Group B: tweets on traffic conditions have a medium distance to the floods.
Group C: other and media related tweets a furthest to the flooding.
Tweets belonging to “Group A” yield greater situational awareness. “Indeed, information about current flood levels is crucial for situation awareness and can complement existing water level measurements, which are only available for determined geographical points where gauging stations are located. Since volunteer actions are increasingly organized via social media, this is a type of information which is very valuable and completely missing from other sources.”
In sum, these results show that “twitter messages that are closest to the flood- affected areas (Group A) are also the most useful ones.” The authors thus conclude that “the distance to flood phenomena is indeed a useful parameter to prioritize twitter messages towards improving situation awareness.” To be sure, the spatial distribution of flood-related tweets is “significantly different from the spatial distribution of off-topic messages.” Whether this is also true of other social media platforms like Instagram and Flickr remains to be seen. This is an important area for future research given the increasing use of pictures posted on social media for rapid damage assessments in the aftermath of disasters.
“The integration of other official datasets, e.g. precipitation data or satellite images, is another avenue for future work towards better understanding the relations between social media and crisis phenomena from a geographical perspective.” I would add both aerial imagery (captured by UAVs) and data from mainstream news (captured by GDELT) to this data fusion exercise. Of course, the geographical approach described above is not limited to the study of flooding only but could be extended to other natural hazards.
This explains why my colleagues at GeoFeedia may be on the right track with their crisis mapping platform. That said, the main limitation with GeoFeedia and the study above is the fact that only 3% of all tweets are actually geo-referenced. But this need not be a deal breaker. Instead, platforms like GeoFeedia can be complemented by other crisis computing solutions that prioritize the analysis of social media content over geography.
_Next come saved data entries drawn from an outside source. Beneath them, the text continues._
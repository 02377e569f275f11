//! Order books of one matching engine, keyed by instrument

use std::collections::{BTreeSet, HashMap};

use chrono::{DateTime, Utc};
use rust_decimal::Decimal;
use serde::{Deserialize, Serialize};
use types::ids::{InstrumentId, OrderId};
use types::limit_order::LimitOrder;
use types::order::{MatchedOrder, Side};
use types::quote::BestPrice;

use super::OrderBook;

/// One market maker's bulk update across instruments
#[derive(Debug, Clone, Default, Serialize, Deserialize)]
pub struct SetOrdersModel {
    pub market_maker_id: String,
    pub orders_to_add: Vec<LimitOrder>,
    pub order_ids_to_delete: Vec<OrderId>,
    /// Withdraw all of this provider's bids on every instrument
    pub delete_all_buy: bool,
    pub delete_all_sell: bool,
    pub delete_by_instruments_buy: Vec<InstrumentId>,
    pub delete_by_instruments_sell: Vec<InstrumentId>,
}

impl SetOrdersModel {
    pub fn new(market_maker_id: impl Into<String>) -> Self {
        Self {
            market_maker_id: market_maker_id.into(),
            ..Self::default()
        }
    }
}

#[derive(Debug, Clone, Default)]
pub struct OrderBookCollection {
    books: HashMap<InstrumentId, OrderBook>,
}

impl OrderBookCollection {
    pub fn new() -> Self {
        Self::default()
    }

    /// Apply a provider update. Returns the instruments whose book changed,
    /// in sorted order.
    pub fn set_orders(&mut self, model: SetOrdersModel) -> Vec<InstrumentId> {
        let mut touched: BTreeSet<InstrumentId> = BTreeSet::new();
        let mut to_add: HashMap<InstrumentId, Vec<LimitOrder>> = HashMap::new();
        for order in model.orders_to_add {
            touched.insert(order.instrument.clone());
            to_add.entry(order.instrument.clone()).or_default().push(order);
        }

        let has_deletes = model.delete_all_buy
            || model.delete_all_sell
            || !model.order_ids_to_delete.is_empty();
        if has_deletes {
            touched.extend(self.books.keys().cloned());
        }
        touched.extend(model.delete_by_instruments_buy.iter().cloned());
        touched.extend(model.delete_by_instruments_sell.iter().cloned());

        for instrument in &touched {
            let orders = to_add.remove(instrument).unwrap_or_default();
            let delete_buy = model.delete_all_buy || model.delete_by_instruments_buy.contains(instrument);
            let delete_sell =
                model.delete_all_sell || model.delete_by_instruments_sell.contains(instrument);

            if orders.is_empty() && !self.books.contains_key(instrument) {
                continue;
            }
            let book = self
                .books
                .entry(instrument.clone())
                .or_insert_with(|| OrderBook::new(instrument.clone()));
            book.set_market_maker_orders(
                &model.market_maker_id,
                orders,
                &model.order_ids_to_delete,
                delete_buy,
                delete_sell,
            );
        }

        touched.into_iter().collect()
    }

    pub fn match_volume(
        &self,
        instrument: &InstrumentId,
        direction: Side,
        volume: Decimal,
        now: DateTime<Utc>,
    ) -> Vec<MatchedOrder> {
        self.books
            .get(instrument)
            .map(|book| book.match_volume(direction, volume, now))
            .unwrap_or_default()
    }

    pub fn commit(
        &mut self,
        instrument: &InstrumentId,
        client_order_id: OrderId,
        direction: Side,
        fills: &[MatchedOrder],
        now: DateTime<Utc>,
    ) -> usize {
        self.books
            .get_mut(instrument)
            .map_or(0, |book| book.commit(client_order_id, direction, fills, now))
    }

    pub fn book(&self, instrument: &InstrumentId) -> Option<&OrderBook> {
        self.books.get(instrument)
    }

    /// Deep copies of all books, optionally restricted to some providers
    pub fn snapshot(&self, market_maker_ids: Option<&[String]>) -> HashMap<InstrumentId, OrderBook> {
        self.books
            .iter()
            .map(|(instrument, book)| {
                let copy = match market_maker_ids {
                    Some(ids) => book.filtered(ids),
                    None => book.clone(),
                };
                (instrument.clone(), copy)
            })
            .collect()
    }

    pub fn best_price(&self, instrument: &InstrumentId, now: DateTime<Utc>) -> Option<BestPrice> {
        self.books.get(instrument)?.best_price(now)
    }

    /// Top of book for every two-sided instrument
    pub fn best_prices(&self, now: DateTime<Utc>) -> Vec<BestPrice> {
        let mut prices: Vec<BestPrice> = self
            .books
            .values()
            .filter_map(|book| book.best_price(now))
            .collect();
        prices.sort_by(|a, b| a.instrument.cmp(&b.instrument));
        prices
    }
}

#[cfg(test)]
mod tests {
    use super::*;
    use rust_decimal_macros::dec;
    use types::numeric::Price;

    fn limit(provider: &str, instrument: &str, volume: Decimal, price: &str) -> LimitOrder {
        LimitOrder::new(provider, instrument.into(), volume, Price::from_str(price).unwrap(), Utc::now())
    }

    fn quote(provider: &str, instrument: &str, bid: &str, ask: &str) -> SetOrdersModel {
        SetOrdersModel {
            orders_to_add: vec![
                limit(provider, instrument, dec!(10), bid),
                limit(provider, instrument, dec!(-10), ask),
            ],
            ..SetOrdersModel::new(provider)
        }
    }

    #[test]
    fn test_set_orders_reports_touched_instruments() {
        let mut books = OrderBookCollection::new();
        let touched = books.set_orders(quote("mm1", "EURUSD", "1.09", "1.10"));
        assert_eq!(touched, vec![InstrumentId::from("EURUSD")]);

        let touched = books.set_orders(quote("mm1", "GBPUSD", "1.25", "1.26"));
        assert_eq!(touched, vec![InstrumentId::from("GBPUSD")]);
        assert_eq!(books.best_prices(Utc::now()).len(), 2);
    }

    #[test]
    fn test_delete_all_sell_is_provider_scoped() {
        let mut books = OrderBookCollection::new();
        books.set_orders(quote("mm1", "EURUSD", "1.09", "1.10"));
        books.set_orders(quote("mm2", "EURUSD", "1.08", "1.11"));

        let model = SetOrdersModel {
            delete_all_sell: true,
            ..SetOrdersModel::new("mm1")
        };
        books.set_orders(model);

        let best = books.best_price(&"EURUSD".into(), Utc::now()).unwrap();
        assert_eq!(best.ask, dec!(1.11));
        assert_eq!(best.bid, dec!(1.09));
    }

    #[test]
    fn test_delete_by_instrument() {
        let mut books = OrderBookCollection::new();
        books.set_orders(quote("mm1", "EURUSD", "1.09", "1.10"));
        books.set_orders(quote("mm1", "GBPUSD", "1.25", "1.26"));

        let model = SetOrdersModel {
            delete_by_instruments_buy: vec!["EURUSD".into()],
            ..SetOrdersModel::new("mm1")
        };
        let touched = books.set_orders(model);

        assert_eq!(touched, vec![InstrumentId::from("EURUSD")]);
        assert!(books.book(&"EURUSD".into()).unwrap().bids().is_empty());
        assert!(!books.book(&"GBPUSD".into()).unwrap().bids().is_empty());
    }

    #[test]
    fn test_match_unknown_instrument_is_empty() {
        let books = OrderBookCollection::new();
        assert!(books
            .match_volume(&"XAUUSD".into(), Side::BUY, dec!(1), Utc::now())
            .is_empty());
    }

    #[test]
    fn test_snapshot_filter_by_provider() {
        let mut books = OrderBookCollection::new();
        books.set_orders(quote("mm1", "EURUSD", "1.09", "1.10"));
        books.set_orders(quote("mm2", "EURUSD", "1.08", "1.11"));

        let snapshot = books.snapshot(Some(&["mm2".to_string()]));
        let book = &snapshot[&InstrumentId::from("EURUSD")];
        assert_eq!(book.asks().best_ask_price(), Price::from_str("1.11"));
    }
}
Take the free and open-source “Artificial Intelligence for Disaster Response” (AIDR) platform that my team and I at QCRI are developing. Humanitarian organizations can use AIDR to automatically identify tweets related to flood levels and volunteer actions (deemed to provide the most situational awareness) without requiring that tweets be geo-referenced. In addition, AIDR can also be used to identify eyewitness tweets regardless of whether they refer to flood levels, volunteering or other issues. Indeed, we already demonstrated that eyewitness tweets can be automatically identified with an accuracy of 80-90% using AIDR. And note that AIDR can also be used on geo-tagged tweets only.
The authors of the above study recently go in touch to explore ways that their insights can be used to further improve AIDR. So stay tuned for future updates on how we may integrate geo-data more directly within AIDR to improve situational awareness during disasters.
I told the General Defense Intelligence Program (GDIP) annual meeting in 1988 — chaired by Marty Hurwitz with Keith Hall less than 10 feet away from me — that we would never reach machine-speed all-source data fusion unless we first required and enabled geospatial attributes in addition to Date-Time-Group (DTP) stamps on all data from all disciplines. 1988. The National Geospatial Agency (NGA) and GoogleEarth are largely useless on this function because that simple point continues to be resisted by most data stream managers. Add to that the lack of a sparse matrix “stack” for non-geospatial information in all mediums and languages that can inteact with Keyhole Markup Language and other automated geospatial feeds, and you have grid-lock. This would be one of the first challenges I would ask my colleague Patrick to focus on within CrisisMappers and OpenStreetMap, if a national or independent Open Source Agency were ever to be established.